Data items
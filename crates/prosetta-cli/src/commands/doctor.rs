use super::{EXIT_FAILURE, EXIT_SUCCESS};
use prosetta_config::{Config, Paths};
use prosetta_ollama::OllamaClient;
use prosetta_store::{CacheStore, JobStore, StoreLayout, StoreLock};
use std::path::Path;

pub fn run(data_dir: &Path, json_output: bool) -> Result<u8, String> {
    let mut checks: Vec<Check> = Vec::new();
    let mut all_pass = true;

    let config = match Config::from_env() {
        Ok(config) => {
            checks.push(Check::pass("config", "Configuration valid"));
            Some(config)
        }
        Err(e) => {
            all_pass = false;
            checks.push(Check::fail("config", &format!("Configuration invalid: {e}")));
            None
        }
    };

    check_data_dir(data_dir, &mut checks, &mut all_pass);
    check_store(data_dir, &mut checks, &mut all_pass);
    if let Some(config) = config {
        check_ollama(&config, &mut checks, &mut all_pass);
    }

    print_results(&checks, all_pass, json_output)
}

fn check_data_dir(data_dir: &Path, checks: &mut Vec<Check>, all_pass: &mut bool) {
    let paths = Paths::new(data_dir);
    if let Err(e) = paths.ensure_dirs() {
        *all_pass = false;
        checks.push(Check::fail(
            "data_dir",
            &format!("Cannot create data directories: {e}"),
        ));
        return;
    }
    match tempfile::NamedTempFile::new_in(data_dir) {
        Ok(_) => checks.push(Check::pass(
            "data_dir",
            &format!("Data directory {} is writable", data_dir.display()),
        )),
        Err(e) => {
            *all_pass = false;
            checks.push(Check::fail(
                "data_dir",
                &format!("Data directory not writable: {e}"),
            ));
        }
    }
}

fn check_store(data_dir: &Path, checks: &mut Vec<Check>, all_pass: &mut bool) {
    let layout = StoreLayout::new(Paths::new(data_dir).store_dir());

    match layout.initialize() {
        Ok(()) => checks.push(Check::pass("store_version", "Store format version valid")),
        Err(e) => {
            *all_pass = false;
            checks.push(Check::fail(
                "store_version",
                &format!("Store version check failed: {e}"),
            ));
            return;
        }
    }

    match StoreLock::try_acquire(&layout.lock_file()) {
        Ok(Some(_)) => checks.push(Check::pass("store_lock", "Store lock is free")),
        Ok(None) => checks.push(Check::warn(
            "store_lock",
            "Store lock is held by another process",
        )),
        Err(e) => {
            *all_pass = false;
            checks.push(Check::fail(
                "store_lock",
                &format!("Cannot check store lock: {e}"),
            ));
        }
    }

    let jobs = JobStore::new(layout.clone());
    match jobs.stats() {
        Ok(stats) => {
            let active = stats
                .by_status
                .iter()
                .filter(|(status, _)| *status == "pending" || *status == "processing")
                .map(|(_, count)| count)
                .sum::<usize>();
            checks.push(Check::info(
                "jobs",
                &format!("{} jobs ({active} active)", stats.total),
            ));
        }
        Err(e) => checks.push(Check::warn("jobs", &format!("Cannot read job store: {e}"))),
    }

    let cache = CacheStore::new(layout);
    match cache.stats() {
        Ok(stats) => checks.push(Check::info(
            "cache",
            &format!("{} cached translations", stats.total_entries),
        )),
        Err(e) => checks.push(Check::warn("cache", &format!("Cannot read cache: {e}"))),
    }
}

fn check_ollama(config: &Config, checks: &mut Vec<Check>, all_pass: &mut bool) {
    let client = OllamaClient::new(config.ollama.clone());
    if !client.is_healthy() {
        *all_pass = false;
        checks.push(Check::fail(
            "ollama",
            &format!("Ollama unreachable at {}", config.ollama.base_url),
        ));
        return;
    }
    checks.push(Check::pass(
        "ollama",
        &format!("Ollama reachable at {}", config.ollama.base_url),
    ));

    match client.list_models() {
        Ok(models) if models.iter().any(|m| m.name == config.ollama.default_model) => {
            checks.push(Check::pass(
                "default_model",
                &format!("Default model {} is installed", config.ollama.default_model),
            ));
        }
        Ok(_) => {
            checks.push(Check::warn(
                "default_model",
                &format!(
                    "Default model {} not installed (try `ollama pull {}`)",
                    config.ollama.default_model, config.ollama.default_model
                ),
            ));
        }
        Err(e) => checks.push(Check::warn(
            "default_model",
            &format!("Cannot list models: {e}"),
        )),
    }
}

fn print_results(checks: &[Check], all_pass: bool, json_output: bool) -> Result<u8, String> {
    if json_output {
        let json = serde_json::json!({
            "healthy": all_pass,
            "checks": checks.iter().map(|c| serde_json::json!({
                "name": c.name,
                "status": c.status,
                "message": c.message,
            })).collect::<Vec<_>>(),
        });
        println!(
            "{}",
            serde_json::to_string_pretty(&json).map_err(|e| e.to_string())?
        );
    } else {
        println!("Prosetta Doctor\n");
        for check in checks {
            let icon = match check.status.as_str() {
                "pass" => "✓",
                "fail" => "✗",
                "warn" => "⚠",
                _ => "ℹ",
            };
            println!("  {icon} {}", check.message);
        }
        println!();
        if all_pass {
            println!("All checks passed.");
        } else {
            println!("Some checks failed. See above for details.");
        }
    }
    Ok(if all_pass { EXIT_SUCCESS } else { EXIT_FAILURE })
}

struct Check {
    name: String,
    status: String,
    message: String,
}

impl Check {
    fn pass(name: &str, message: &str) -> Self {
        Self {
            name: name.to_owned(),
            status: "pass".to_owned(),
            message: message.to_owned(),
        }
    }

    fn fail(name: &str, message: &str) -> Self {
        Self {
            name: name.to_owned(),
            status: "fail".to_owned(),
            message: message.to_owned(),
        }
    }

    fn warn(name: &str, message: &str) -> Self {
        Self {
            name: name.to_owned(),
            status: "warn".to_owned(),
            message: message.to_owned(),
        }
    }

    fn info(name: &str, message: &str) -> Self {
        Self {
            name: name.to_owned(),
            status: "info".to_owned(),
            message: message.to_owned(),
        }
    }
}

**TASK TO COMPLETE**.
All of the records must be repeated exactly.

**ANSWER SPACE**.
filename crates/prosetta-cli/src/commands/doctor.rs
use super::{EXIT_FAILURE, EXIT_SUCCESS};
use prosetta_config::{Config, Paths};
use prosetta_ollama::OllamaClient;
use prosetta_store::{CacheStore, JobStore, StoreLayout, StoreLock};
use std::path::Path;

pub fn run(data_dir: &Path, json_output: bool) -> Result<u8, String> {
    let mut checks: Vec<Check> = Vec::new();
    let mut all_pass = true;

    let config = match Config::from_env() {
        Ok(config) => {
            checks.push(Check::pass("config", "Configuration valid"));
            Some(config)
        }
        Err(e) => {
            all_pass = false;
            checks.push(Check::fail("config", &format!("Configuration invalid: {e}")));
            None
        }
    };

    check_data_dir(data_dir, &mut checks, &mut all_pass);
    check_store(data_dir, &mut checks, &mut all_pass);
    if let Some(config) = config {
        check_ollama(&config, &mut checks, &mut all_pass);
    }

    print_results(&checks, all_pass, json_output)
}

fn check_data_dir(data_dir: &Path, checks: &mut Vec<Check>, all_pass: &mut bool) {
    let paths = Paths::new(data_dir);
    if let Err(e) = paths.ensure_dirs() {
        *all_pass = false;
        checks.push(Check::fail(
            "data_dir",
            &format!("Cannot create data directories: {e}"),
        ));
        return;
    }
    match tempfile::NamedTempFile::new_in(data_dir) {
        Ok(_) => checks.push(Check::pass(
            "data_dir",
            &format!("Data directory {} is writable", data_dir.display()),
        )),
        Err(e) => {
            *all_pass = false;
            checks.push(Check::fail(
                "data_dir",
                &format!("Data directory not writable: {e}"),
            ));
        }
    }
}

fn check_store(data_dir: &Path, checks: &mut Vec<Check>, all_pass: &mut bool) {
    let layout = StoreLayout::new(Paths::new(data_dir).store_dir());

    match layout.initialize() {
        Ok(()) => checks.push(Check::pass("store_version", "Store format version valid")),
        Err(e) => {
            *all_pass = false;
            checks.push(Check::fail(
                "store_version",
                &format!("Store version check failed: {e}"),
            ));
            return;
        }
    }

    match StoreLock::try_acquire(&layout.lock_file()) {
        Ok(Some(_)) => checks.push(Check::pass("store_lock", "Store lock is free")),
        Ok(None) => checks.push(Check::warn(
            "store_lock",
            "Store lock is held by another process",
        )),
        Err(e) => {
            *all_pass = false;
            checks.push(Check::fail(
                "store_lock",
                &format!("Cannot check store lock: {e}"),
            ));
        }
    }

    let jobs = JobStore::new(layout.clone());
    match jobs.stats() {
        Ok(stats) => {
            let active = stats
                .by_status
                .iter()
                .filter(|(status, _)| *status == "pending" || *status == "processing")
                .map(|(_, count)| count)
                .sum::<usize>();
            checks.push(Check::info(
                "jobs",
                &format!("{} jobs ({active} active)", stats.total),
            ));
        }
        Err(e) => checks.push(Check::warn("jobs", &format!("Cannot read job store: {e}"))),
    }

    let cache = CacheStore::new(layout);
    match cache.stats() {
        Ok(stats) => checks.push(Check::info(
            "cache",
            &format!("{} cached translations", stats.total_entries),
        )),
        Err(e) => checks.push(Check::warn("cache", &format!("Cannot read cache: {e}"))),
    }
}

fn check_ollama(config: &Config, checks: &mut Vec<Check>, all_pass: &mut bool) {
    let client = OllamaClient::new(config.ollama.clone());
    if !client.is_healthy() {
        *all_pass = false;
        checks.push(Check::fail(
            "ollama",
            &format!("Ollama unreachable at {}", config.ollama.base_url),
        ));
        return;
    }
    checks.push(Check::pass(
        "ollama",
        &format!("Ollama reachable at {}", config.ollama.base_url),
    ));

    match client.list_models() {
        Ok(models) if models.iter().any(|m| m.name == config.ollama.default_model) => {
            checks.push(Check::pass(
                "default_model",
                &format!("Default model {} is installed", config.ollama.default_model),
            ));
        }
        Ok(_) => {
            checks.push(Check::warn(
                "default_model",
                &format!(
                    "Default model {} not installed (try `ollama pull {}`)",
                    config.ollama.default_model, config.ollama.default_model
                ),
            ));
        }
        Err(e) => checks.push(Check::warn(
            "default_model",
            &format!("Cannot list models: {e}"),
        )),
    }
}

fn print_results(checks: &[Check], all_pass: bool, json_output: bool) -> Result<u8, String> {
    if json_output {
        let json = serde_json::json!({
            "healthy": all_pass,
            "checks": checks.iter().map(|c| serde_json::json!({
                "name": c.name,
                "status": c.status,
                "message": c.message,
            })).collect::<Vec<_>>(),
        });
        println!(
            "{}",
            serde_json::to_string_pretty(&json).map_err(|e| e.to_string())?
        );
    } else {
        println!("Prosetta Doctor\n");
        for check in checks {
            let icon = match check.status.as_str() {
                "pass" => "✓",
                "fail" => "✗",
                "warn" => "⚠",
                _ => "ℹ",
            };
            println!("  {icon} {}", check.message);
        }
        println!();
        if all_pass {
            println!("All checks passed.");
        } else {
            println!("Some checks failed. See above for details.");
        }
    }
    Ok(if all_pass { EXIT_SUCCESS } else { EXIT_FAILURE })
}

struct Check {
    name: String,
    status: String,
    message: String,
}

impl Check {
    fn pass(name: &str, message: &str) -> Self {
        Self {
            name: name.to_owned(),
            status: "pass".to_owned(),
            message: message.to_owned(),
        }
    }

    fn fail(name: &str, message: &str) -> Self {
        Self {
            name: name.to_owned(),
            status: "fail".to_owned(),
            message: message.to_owned(),
        }
    }

    fn warn(name: &str, message: &str) -> Self {
        Self {
            name: name.to_owned(),
            status: "warn".to_owned(),
            message: message.to_owned(),
        }
    }

    fn info(name: &str, message: &str) -> Self {
        Self {
            name: name.to_owned(),
            status: "info".to_owned(),
            message: message.to_owned(),
        }
    }
}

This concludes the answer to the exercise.